America's spooks have named Sunni extremists, Hezbollah and Aleph--formerly known as Aum Shinrikyo--as other top threats.
"These groups have both the intentions and the desire to develop some of the cyberskills necessary to forge an effective cyberattack modus operandi," the CIA said in a report to the Senate Intelligence Committee.
The CIA's report, which responds to a list of questions from senators, also says that scientific data posted online aids terrorists: "Terrorist groups worldwide have ready access to information on unconventional weapons, including nuclear weapons, via the Internet."
After the Sept. 11, 2001 terrorist attacks, government pressure to self-censor scientific information has grown. It prompted the presidents of the National Academies to say in a statement on Oct. 18 that "restrictions are clearly needed to safeguard strategic secrets, but openness also is needed to accelerate the progress of technical knowledge and enhance the nation's understanding of potential threats."

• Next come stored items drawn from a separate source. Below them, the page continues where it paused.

use async_graphql::{Context, EmptySubscription, ID, Object, Result as GqlResult, Schema};
use chrono::Utc;
use uuid::Uuid;

use crate::modules::tracker::core::entities::{ActivityPatch, ProjectPatch, SubtaskPatch};
use crate::modules::tracker::core::stats::ProjectStats;
use crate::modules::tracker::use_cases::activities::handler::ActivityView;
use crate::modules::tracker::use_cases::people::handler::NewPerson;
use crate::modules::tracker::use_cases::projects::handler::{NewProject, ProjectView};
use crate::modules::tracker::use_cases::subtasks::handler::SubtaskView;
use crate::shell::state::AppState;

pub type AppSchema = Schema<QueryRoot, MutationRoot, EmptySubscription>;

pub fn build_schema(state: AppState) -> AppSchema {
    Schema::build(QueryRoot, MutationRoot, EmptySubscription)
        .data(state)
        .finish()
}

fn parse_id(id: &ID) -> GqlResult<Uuid> {
    Uuid::parse_str(id).map_err(|_| async_graphql::Error::new(format!("malformed id {id:?}")))
}

fn map_err(e: impl std::fmt::Display) -> async_graphql::Error {
    async_graphql::Error::new(e.to_string())
}

#[derive(async_graphql::SimpleObject)]
pub struct GqlPerson {
    pub id: ID,
    pub code: String,
    pub name: String,
    pub sector: String,
    pub active: bool,
}

#[derive(async_graphql::SimpleObject)]
pub struct GqlProject {
    pub id: ID,
    pub code: String,
    pub name: String,
    pub approved: bool,
    pub progress: i32,
    pub status: String,
}

impl From<ProjectView> for GqlProject {
    fn from(v: ProjectView) -> Self {
        Self {
            id: ID(v.project.id.to_string()),
            code: v.project.code,
            name: v.project.name,
            approved: v.project.approved,
            progress: v.project.progress,
            status: v.status.to_string(),
        }
    }
}

#[derive(async_graphql::SimpleObject)]
pub struct GqlActivity {
    pub id: ID,
    pub code: String,
    pub project_id: ID,
    pub task: String,
    pub effective_progress: i32,
    pub status: String,
    pub due_date: Option<String>,
    pub deadline: String,
    pub hours_variance: i32,
}

impl From<ActivityView> for GqlActivity {
    fn from(v: ActivityView) -> Self {
        Self {
            id: ID(v.activity.id.to_string()),
            code: v.activity.code,
            project_id: ID(v.activity.project_id.to_string()),
            task: v.activity.task,
            effective_progress: v.effective_progress,
            status: v.status.to_string(),
            due_date: v.due_date.map(|d| d.to_string()),
            deadline: v.deadline.to_string(),
            hours_variance: v.hours_variance,
        }
    }
}

#[derive(async_graphql::SimpleObject)]
pub struct GqlSubtask {
    pub id: ID,
    pub code: String,
    pub activity_id: ID,
    pub name: String,
    pub progress: i32,
    pub status: String,
    pub deadline: String,
    pub hours_variance: i32,
}

impl From<SubtaskView> for GqlSubtask {
    fn from(v: SubtaskView) -> Self {
        Self {
            id: ID(v.subtask.id.to_string()),
            code: v.subtask.code,
            activity_id: ID(v.subtask.activity_id.to_string()),
            name: v.subtask.name,
            progress: v.subtask.progress,
            status: v.status.to_string(),
            deadline: v.deadline.to_string(),
            hours_variance: v.hours_variance,
        }
    }
}

#[derive(async_graphql::SimpleObject)]
pub struct GqlProjectStats {
    pub total_activities: i32,
    pub not_started: i32,
    pub in_progress: i32,
    pub completed: i32,
    pub cancelled: i32,
    pub planned_hours: i64,
    pub actual_start: Option<String>,
    pub projected_finish: Option<String>,
    pub overall_progress: i32,
    pub on_time: i32,
    pub late: i32,
}

impl From<ProjectStats> for GqlProjectStats {
    fn from(s: ProjectStats) -> Self {
        Self {
            total_activities: s.total_activities as i32,
            not_started: s.not_started as i32,
            in_progress: s.in_progress as i32,
            completed: s.completed as i32,
            cancelled: s.cancelled as i32,
            planned_hours: s.planned_hours,
            actual_start: s.actual_start.map(|d| d.to_string()),
            projected_finish: s.projected_finish.map(|d| d.to_string()),
            overall_progress: s.overall_progress,
            on_time: s.on_time as i32,
            late: s.late as i32,
        }
    }
}

pub struct QueryRoot;

#[Object]
impl QueryRoot {
    async fn people(&self, context: &Context<'_>) -> GqlResult<Vec<GqlPerson>> {
        let state = context.data_unchecked::<AppState>();
        let people = state.people.list().await.map_err(map_err)?;
        Ok(people
            .into_iter()
            .map(|p| GqlPerson {
                id: ID(p.id.to_string()),
                code: p.code,
                name: p.name,
                sector: p.sector,
                active: p.active,
            })
            .collect())
    }

    async fn projects(&self, context: &Context<'_>) -> GqlResult<Vec<GqlProject>> {
        let state = context.data_unchecked::<AppState>();
        let views = state.projects.list().await.map_err(map_err)?;
        Ok(views.into_iter().map(Into::into).collect())
    }

    async fn activities_by_project(
        &self,
        context: &Context<'_>,
        project_id: ID,
    ) -> GqlResult<Vec<GqlActivity>> {
        let state = context.data_unchecked::<AppState>();
        let today = Utc::now().date_naive();
        let views = state
            .activities
            .list_by_project(parse_id(&project_id)?, today)
            .await
            .map_err(map_err)?;
        Ok(views.into_iter().map(Into::into).collect())
    }

    async fn subtasks_by_activity(
        &self,
        context: &Context<'_>,
        activity_id: ID,
    ) -> GqlResult<Vec<GqlSubtask>> {
        let state = context.data_unchecked::<AppState>();
        let today = Utc::now().date_naive();
        let views = state
            .subtasks
            .list_by_activity(parse_id(&activity_id)?, today)
            .await
            .map_err(map_err)?;
        Ok(views.into_iter().map(Into::into).collect())
    }

    async fn project_stats(
        &self,
        context: &Context<'_>,
        project_id: ID,
    ) -> GqlResult<GqlProjectStats> {
        let state = context.data_unchecked::<AppState>();
        let today = Utc::now().date_naive();
        let stats = state
            .projects
            .stats(parse_id(&project_id)?, today)
            .await
            .map_err(map_err)?;
        Ok(stats.into())
    }
}

pub struct MutationRoot;

#[Object]
impl MutationRoot {
    async fn create_person(&self, context: &Context<'_>, input: NewPersonInput) -> GqlResult<ID> {
        let state = context.data_unchecked::<AppState>();
        let person = state
            .people
            .create(NewPerson {
                code: input.code,
                name: input.name,
                email: input.email,
                phone: None,
                job_title: None,
                department: None,
                sector: input.sector,
                notes: None,
            })
            .await
            .map_err(map_err)?;
        Ok(ID(person.id.to_string()))
    }

    async fn create_project(&self, context: &Context<'_>, code: String, name: String) -> GqlResult<ID> {
        let state = context.data_unchecked::<AppState>();
        let project = state
            .projects
            .create(NewProject {
                code,
                name,
                description: None,
                priority: Default::default(),
                owner_ids: vec![],
                planned_start: None,
                planned_end: None,
                approved: false,
                notes: None,
            })
            .await
            .map_err(map_err)?;
        Ok(ID(project.id.to_string()))
    }

    async fn approve_project(
        &self,
        context: &Context<'_>,
        project_id: ID,
        approved: bool,
    ) -> GqlResult<GqlProject> {
        let state = context.data_unchecked::<AppState>();
        let id = parse_id(&project_id)?;
        state
            .projects
            .update(
                id,
                crate::modules::tracker::core::entities::ProjectPatch {
                    approved: Some(approved),
                    ..Default::default()
                },
            )
            .await
            .map_err(map_err)?;
        let view = state.projects.get(id).await.map_err(map_err)?;
        Ok(view.into())
    }

    async fn set_activity_progress(
        &self,
        context: &Context<'_>,
        activity_id: ID,
        progress: i32,
    ) -> GqlResult<i32> {
        let state = context.data_unchecked::<AppState>();
        let updated = state
            .activities
            .update(
                parse_id(&activity_id)?,
                ActivityPatch {
                    progress: Some(progress),
                    ..Default::default()
                },
            )
            .await
            .map_err(map_err)?;
        Ok(updated.rollup_progress)
    }

    async fn set_subtask_progress(
        &self,
        context: &Context<'_>,
        subtask_id: ID,
        progress: i32,
    ) -> GqlResult<i32> {
        let state = context.data_unchecked::<AppState>();
        let updated = state
            .subtasks
            .update(
                parse_id(&subtask_id)?,
                SubtaskPatch {
                    progress: Some(progress),
                    ..Default::default()
                },
            )
            .await
            .map_err(map_err)?;
        Ok(updated.progress)
    }
}

#[derive(async_graphql::InputObject)]
pub struct NewPersonInput {
    pub code: String,
    pub name: String,
    pub email: Option<String>,
    pub sector: String,
}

"Aleph, formerly known as Aum Shinrikyo, is the terrorist group that places the highest level of importance on developing cyberskills," said the CIA report prepared by Stanley Moskowitz, the agency's director of congressional affairs. "These could be applied to cyberattacks against the U.S. This group identifies itself as a cybercult and derives millions of dollars a year from computer retailing."
The Aum Shinrikyo religious group carried out the deadly nerve gas attack in a Tokyo subway in 1995, which killed 12 people and sent more than 5,000 to hospitals. The group is a doomsday cult that believes the end of the world is near.
The CIA report, along with two others from the State Department and the Defense Intelligence Agency, were prepared in March and April but were not made public by the Senate until this month.
In September, the White House 64-page report on securing networks and thwarting "cyberterrorism." Richard Clarke, an adviser to President Bush, said at the time: "We rely on cyberspace, and it is not yet secure. We know the vulnerabilities, and we know the solutions. Let us all work together."a
In the past, some intelligence officials have been criticized for being overly alarmist. At an unclassified hearing in February 2001, Adm. Tom Wilson, head of the Defense Intelligence Agency, predicted that Fidel Castro might be preparing a cyberattack against the United States.
Wilson told the Senate Intelligence Committee that Castro's armed forces could initiate an "information warfare or computer network attack" that could "disrupt our military."
Castro denied the charge as "craziness," saying his nation did not have the technical ability to succeed in such an attack even if it wanted to launch one.